On September 14, 2020, the Company entered into a secured revolving credit facility pursuant to a Loan and Security Agreement, which was amended by a First Amendment on July 2, 2021 and by a Second Amendment on March 7, 2022 (as amended, the "Loan Agreement") with Bridgewater Bank (“Bridgewater”). The Loan Agreement provides for availability under a secured revolving line of credit of up to $25 million (the "Revolving Credit Facility"). The outstanding balance on the Revolving Credit Facility was $10.0 million as of both March 31, 2022 and September 30, 2021.

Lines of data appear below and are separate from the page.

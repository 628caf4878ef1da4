use std::collections::HashMap;

/// Order-N Markov transition table over a token stream.
///
/// Each key is an N-token window that occurred in the stream and had a
/// successor; the value is every successor observed for that window, in
/// stream order, with duplicates retained. Sampling over the raw list is
/// therefore already frequency-weighted.
///
/// # Invariants
/// - `order >= 1`
/// - Every key corresponds to a window that occurred at least once
/// - Every successor list is non-empty
///
/// The table is built once per generation request and discarded afterward;
/// it is never persisted.
#[derive(Clone, Debug)]
pub struct TransitionTable {
	/// Number of tokens per state window.
	order: usize,
	/// Window -> observed successors (repetition encodes frequency).
	transitions: HashMap<Vec<String>, Vec<String>>,
}

impl TransitionTable {
	/// Builds the transition table for the given stream and chain order.
	///
	/// For every window `tokens[i..i + order]` with a following token, the
	/// follower `tokens[i + order]` is appended to that window's successor
	/// list. If `tokens.len() <= order` there is no valid window and the
	/// table is empty; the caller handles that case by emitting the raw
	/// token stream instead of sampling.
	///
	/// The caller is expected to pass an order already clamped to
	/// `[1, max(1, tokens.len() - 1)]`; the builder does not clamp.
	pub fn build(tokens: &[String], order: usize) -> Self {
		let mut transitions: HashMap<Vec<String>, Vec<String>> = HashMap::new();

		if tokens.len() > order {
			for window in tokens.windows(order + 1) {
				let (state, next) = window.split_at(order);
				transitions
					.entry(state.to_vec())
					.or_default()
					.push(next[0].clone());
			}
		}

		Self { order, transitions }
	}

	/// The chain order this table was built with.
	pub fn order(&self) -> usize {
		self.order
	}

	/// Returns all observed successors for a state window, or `None` if the
	/// window never occurred with a follower. Equality is element-wise and
	/// order-sensitive.
	pub fn successors(&self, state: &[String]) -> Option<&[String]> {
		self.transitions.get(state).map(Vec::as_slice)
	}

	/// Number of distinct state windows in the table.
	pub fn len(&self) -> usize {
		self.transitions.len()
	}

	pub fn is_empty(&self) -> bool {
		self.transitions.is_empty()
	}
}
//! Coordinate, axis, and box types.

use std::fmt;

/// A 3-D integer coordinate, ordered `[x, y, z]`.
pub type Coord3 = [i32; 3];

/// One of the three spatial axes.
#[derive(Clone, Copy, Debug, PartialEq, Eq, Hash, PartialOrd, Ord)]
pub enum Axis {
    /// First coordinate component.
    X,
    /// Second coordinate component.
    Y,
    /// Third coordinate component.
    Z,
}

impl Axis {
    /// All axes in coordinate order.
    pub const ALL: [Axis; 3] = [Axis::X, Axis::Y, Axis::Z];

    /// Index of this axis within a [`Coord3`].
    pub fn index(self) -> usize {
        match self {
            Self::X => 0,
            Self::Y => 1,
            Self::Z => 2,
        }
    }

    /// Offset vector of length `delta` along this axis.
    pub fn offset(self, delta: i32) -> Coord3 {
        let mut out = [0; 3];
        out[self.index()] = delta;
        out
    }
}

impl fmt::Display for Axis {
    fn fmt(&self, f: &mut fmt::Formatter<'_>) -> fmt::Result {
        match self {
            Self::X => write!(f, "x"),
            Self::Y => write!(f, "y"),
            Self::Z => write!(f, "z"),
        }
    }
}

/// An axis-aligned box of cells with inclusive corners.
///
/// Construction does not validate the corners; backends reject boxes
/// with `min > max` on any axis when they are written. Use
/// [`from_corners`](Self::from_corners) to build a box from two
/// arbitrary opposite corners.
#[derive(Clone, Copy, Debug, PartialEq, Eq, Hash)]
pub struct Bounds3 {
    /// Minimum corner (inclusive).
    pub min: Coord3,
    /// Maximum corner (inclusive).
    pub max: Coord3,
}

impl Bounds3 {
    /// Create a box from its minimum and maximum corners.
    ///
    /// # Examples
    ///
    /// ```
    /// use zgrid_core::Bounds3;
    ///
    /// let b = Bounds3::new([-5, -5, -5], [4, 4, 4]);
    /// assert_eq!(b.volume(), 1000);
    /// assert!(b.contains([0, 0, 0]));
    /// ```
    pub const fn new(min: Coord3, max: Coord3) -> Self {
        Self { min, max }
    }

    /// A box holding the single cell `c`.
    pub const fn cell(c: Coord3) -> Self {
        Self { min: c, max: c }
    }

    /// Build a box from two opposite corners given in any order.
    pub fn from_corners(a: Coord3, b: Coord3) -> Self {
        Self {
            min: [a[0].min(b[0]), a[1].min(b[1]), a[2].min(b[2])],
            max: [a[0].max(b[0]), a[1].max(b[1]), a[2].max(b[2])],
        }
    }

    /// `true` if `min <= max` on every axis.
    pub fn is_well_formed(&self) -> bool {
        (0..3).all(|i| self.min[i] <= self.max[i])
    }

    /// Side length along `axis`, or 0 for a malformed box.
    pub fn extent(&self, axis: Axis) -> u64 {
        let i = axis.index();
        if self.min[i] > self.max[i] {
            return 0;
        }
        (i64::from(self.max[i]) - i64::from(self.min[i]) + 1) as u64
    }

    /// Number of cells in the box (0 for a malformed box).
    pub fn volume(&self) -> u64 {
        Axis::ALL.iter().map(|&a| self.extent(a)).product()
    }

    /// `true` if `c` lies inside the box.
    pub fn contains(&self, c: Coord3) -> bool {
        (0..3).all(|i| self.min[i] <= c[i] && c[i] <= self.max[i])
    }

    /// Overlap of two boxes, if any.
    pub fn intersect(&self, other: &Bounds3) -> Option<Bounds3> {
        let out = Bounds3 {
            min: [
                self.min[0].max(other.min[0]),
                self.min[1].max(other.min[1]),
                self.min[2].max(other.min[2]),
            ],
            max: [
                self.max[0].min(other.max[0]),
                self.max[1].min(other.max[1]),
                self.max[2].min(other.max[2]),
            ],
        };
        out.is_well_formed().then_some(out)
    }

    /// The box moved by `offset`. Components saturate at the `i32` limits.
    pub fn translate(&self, offset: Coord3) -> Bounds3 {
        let shift = |c: Coord3| {
            [
                c[0].saturating_add(offset[0]),
                c[1].saturating_add(offset[1]),
                c[2].saturating_add(offset[2]),
            ]
        };
        Bounds3 {
            min: shift(self.min),
            max: shift(self.max),
        }
    }
}

impl fmt::Display for Bounds3 {
    fn fmt(&self, f: &mut fmt::Formatter<'_>) -> fmt::Result {
        write!(
            f,
            "({},{},{})..=({},{},{})",
            self.min[0], self.min[1], self.min[2], self.max[0], self.max[1], self.max[2]
        )
    }
}

#[cfg(test)]
mod tests {
    use super::*;
    use proptest::prelude::*;

    #[test]
    fn axis_offsets() {
        assert_eq!(Axis::X.offset(1), [1, 0, 0]);
        assert_eq!(Axis::Y.offset(-1), [0, -1, 0]);
        assert_eq!(Axis::Z.offset(3), [0, 0, 3]);
        assert_eq!(Axis::Z.to_string(), "z");
    }

    #[test]
    fn volume_of_single_cell_is_one() {
        assert_eq!(Bounds3::cell([7, -3, 2]).volume(), 1);
    }

    #[test]
    fn malformed_box_has_no_volume() {
        let b = Bounds3::new([0, 0, 0], [-1, 4, 4]);
        assert!(!b.is_well_formed());
        assert_eq!(b.volume(), 0);
    }

    #[test]
    fn from_corners_normalizes() {
        let b = Bounds3::from_corners([4, -2, 0], [-1, 3, 0]);
        assert_eq!(b, Bounds3::new([-1, -2, 0], [4, 3, 0]));
    }

    #[test]
    fn intersect_disjoint_is_none() {
        let a = Bounds3::new([0, 0, 0], [3, 3, 3]);
        let b = Bounds3::new([4, 0, 0], [5, 3, 3]);
        assert!(a.intersect(&b).is_none());
    }

    #[test]
    fn intersect_overlap() {
        let a = Bounds3::new([-5, -5, -5], [4, 4, 4]);
        let b = Bounds3::new([0, 0, 0], [9, 9, 9]);
        let i = a.intersect(&b).unwrap();
        assert_eq!(i, Bounds3::new([0, 0, 0], [4, 4, 4]));
        assert_eq!(i.volume(), 125);
    }

    #[test]
    fn translate_saturates() {
        let b = Bounds3::new([i32::MAX - 1, 0, 0], [i32::MAX, 0, 0]);
        let t = b.translate([5, 1, -1]);
        assert_eq!(t.max[0], i32::MAX);
        assert_eq!(t.min[1], 1);
        assert_eq!(t.min[2], -1);
    }

    proptest! {
        #[test]
        fn intersection_is_contained_in_both(
            a0 in -20i32..20, a1 in -20i32..20,
            b0 in -20i32..20, b1 in -20i32..20,
            p in -20i32..20,
        ) {
            let a = Bounds3::from_corners([a0, a0, 0], [a1, a1, 0]);
            let b = Bounds3::from_corners([b0, b0, 0], [b1, b1, 0]);
            let c = [p, p, 0];
            let in_both = a.contains(c) && b.contains(c);
            match a.intersect(&b) {
                Some(i) => prop_assert_eq!(i.contains(c), in_both),
                None => prop_assert!(!in_both),
            }
        }
    }
}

The Revolving Credit Facility was scheduled to mature on September 14, 2021, but the Company extended the maturity to September 14, 2022, as permitted under the Loan Agreement. The maturity date may be extended by the Company for up to one additional extension period of twelve months subject to certain conditions set forth in the Loan Agreement. The Company's obligations under the Loan Agreement are secured by substantially all of the Company’s and its material subsidiaries' assets, other than intellectual property, real estate and foreign assets, including equity in foreign subsidiaries. The Company has also pledged the stock of certain of its subsidiaries to secure such obligations. Interest under the Loan Agreement accrues at a rate per annum equal to the greater of (i) 3.25% per annum and (ii) the 90-day interest rate yield for U.S. Government Treasury Securities plus 2.75% per annum. A facility fee is payable on unused commitments at a rate of 0.075% quarterly. As of both March 31, 2022 and September 30, 2021, the weighted average interest rate on outstanding borrowings on the Revolving Credit Facility was 3.3%. Unused commitment fees, reported within interest expense on the condensed consolidated statements of operations, totaled zero and less than $0.1 million for the six months ended March 31, 2022 and 2021, respectively.

The Loan Agreement contains affirmative and negative covenants customary for a transaction of this type which, among other things, require the Company to meet certain financial tests, including (i) minimum liquidity, (ii) minimum current ratio, (iii) minimum quarterly revenue, and (iv) minimum tangible net worth. The Loan Agreement also contains covenants which, among other things, limit the Company's ability to incur additional debt, make certain investments, create or permit certain liens, create or permit restrictions on the ability of subsidiaries to pay dividends or make other distributions, consolidate or merge, and engage in other activities customarily restricted in such agreements, in each case subject to exceptions permitted by the Loan Agreement. The Loan Agreement also contains customary events of default, the occurrence of which would permit Bridgewater to terminate its commitment and accelerate the Revolving Credit Facility.